Together, these methods ensure that multi-node inference efficiently utilizes available hardware resources, reducing processing time and improving throughput for both real-time and batch predictions.
Use multi-node inference whenever you are trying to use a very large model that will not fit into all available GPU memory on a single node. As an example, Llama-3.3-70B-Instruct requires roughly 150G of GPU memory when serving. If you were serving this on BM.GPU.A10.4, the 4 A10 GPUs have a combined 100G of GPU memory, so the model is too large to fit onto this one node. You must distribute the model weights across the GPUs of each node (tensor parallelism) and the GPUs in other nodes (pipeline parallelism) in order to run LLM inference with such large models.
- Find the number of parameters in your model (usually in the name of the model such as Llama-3.3-70B-Instruct would have 70 billion parameters)

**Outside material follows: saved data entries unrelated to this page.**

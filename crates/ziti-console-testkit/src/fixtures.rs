//! JSON shaped like the controller's entities.

use serde_json::{Value, json};

/// An edge router with role attributes.
#[must_use]
pub fn edge_router(id: &str, name: &str, role_attributes: &[&str]) -> Value {
    json!({
        "id": id,
        "name": name,
        "roleAttributes": role_attributes,
        "isOnline": true,
        "isVerified": true,
        "_links": {}
    })
}

/// An identity with role attributes.
#[must_use]
pub fn identity(id: &str, name: &str, role_attributes: &[&str]) -> Value {
    json!({
        "id": id,
        "name": name,
        "roleAttributes": role_attributes,
        "type": {"id": "Default", "name": "Default"}
    })
}

/// A service with role attributes.
#[must_use]
pub fn service(id: &str, name: &str, role_attributes: &[&str]) -> Value {
    json!({
        "id": id,
        "name": name,
        "roleAttributes": role_attributes,
        "configs": [],
        "encryptionRequired": true,
        "terminatorStrategy": "smartrouting"
    })
}

/// An edge router policy.
#[must_use]
pub fn edge_router_policy(
    id: &str,
    name: &str,
    edge_router_roles: &[&str],
    identity_roles: &[&str],
    semantic: &str,
) -> Value {
    json!({
        "id": id,
        "name": name,
        "edgeRouterRoles": edge_router_roles,
        "identityRoles": identity_roles,
        "semantic": semantic,
        "isSystem": false
    })
}

/// A terminator bound to a router.
#[must_use]
pub fn terminator(id: &str, binding: &str, address: &str, router_name: &str) -> Value {
    json!({
        "id": id,
        "binding": binding,
        "address": address,
        "router": {"id": format!("{router_name}-id"), "name": router_name}
    })
}

/// Entities named `{prefix}-{n}` for `n` in `0..count`.
#[must_use]
pub fn numbered(prefix: &str, count: usize) -> Vec<Value> {
    (0..count)
        .map(|n| json!({"id": format!("{prefix}-id-{n}"), "name": format!("{prefix}-{n}")}))
        .collect()
}
//! Ziti admin console core.
//!
//! Policy forms select the entities they apply to with role strings: `#attr`
//! for a role attribute, `@id` for one pinned entity. This crate converts
//! between those strings and what an operator edits, resolves entity names,
//! previews what a selection matches, and drives a form from load to save.
//!
//! HTTP lives behind the [`ManagementApi`] trait; `ziti-console-client`
//! implements it with `reqwest` and `ziti-console-testkit` provides an
//! in-memory fake.

#![forbid(unsafe_code)]
#![allow(clippy::module_name_repetitions)]

pub mod api;
pub mod commands;
pub mod config;
pub mod error;
pub mod form;
pub mod models;
pub mod named;
pub mod notify;
pub mod pages;
pub mod preview;
pub mod resolver;
pub mod roles;

pub use api::{ListQuery, ManagementApi, Page, SortOrder, WriteAck};
pub use config::ConsoleConfig;
pub use error::{ApiError, ConsoleError, ConsoleResult, FieldErrors};
pub use form::{
    FormController, FormExtension, FormOptions, FormState, NoopExtension, SaveDirective,
    SaveOutcome, SavedRecord,
};
pub use models::{
    EdgeRouterPolicy, EntityRef, FormEntity, RoleCategory, RoleField, Semantic, Service,
    ServiceEdgeRouterPolicy,
};
pub use named::{InverseMap, NamedAttributeMap, invert};
pub use notify::{Level, Notification, Notifier, TracingNotifier};
pub use preview::{AssociatedEntityFetcher, Preview, PreviewItem, SearchFilter};
pub use resolver::NamedAttributeResolver;
pub use roles::{EncodedRole, RoleSelection, decode, encode};

/// Page size for named-attribute listings.
pub const DEFAULT_PAGE_SIZE: u32 = 100;

/// Rows shown in a preview before "show more results..." is appended.
pub const DEFAULT_PREVIEW_LIMIT: u32 = 5;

- Determine the precision of the model (FP32 vs FP16 vs FP8) - you can find this in the config.json of the model if on hugging face (look for the torch_dtype); a good assumption is that the model was trained on FP32 and is served on FP16 so FP16 is what you would use for your model precision
- Use formula here: https://ksingh7.medium.com/calculate-how-much-gpu-memory-you-need-to-serve-any-llm-67301a844f21 or https://www.substratus.ai/blog/calculating-gpu-memory-for-llm to determine the amount of GPU memory needed
- Determine which shapes you have access to and how much GPU memory each instance of that shape has: https://docs.oracle.com/en-us/iaas/Content/Compute/References/computeshapes.htm (ex: VM.GPU2.1 has 16 GB of GPU memory per instance). Note that as of right now, you must use the same shape across the entire node pool when using multi-node inference. Mix and match of shape types is not supported within the node pool used for the multi-node inference blueprint.
- Divide the total GPU memory size needed (from Step #3) by the amount of GPU memory per instance of the shape you chose in Step #4. Round up to the nearest whole number. This will be the total number of nodes you will need in your node pool for the given shape and model.
Want to use RDMA with multinode inference? See here for details
We are using vLLM and Ray using the LeaderWorkerSet (LWS) to manage state between multiple nodes.
In order to use multi-node inference in an OCI Blueprint, first deploy a shared node pool with blueprints using this recipe.
Then, use the following blueprint to deploy serving software: LINK
The blueprint creates a LeaderWorkerSet which is made up of one head node and worker nodes. The head node is identical to other worker nodes (in terms of ability to run workloads on it), except that it also runs singleton processes responsible for cluster management.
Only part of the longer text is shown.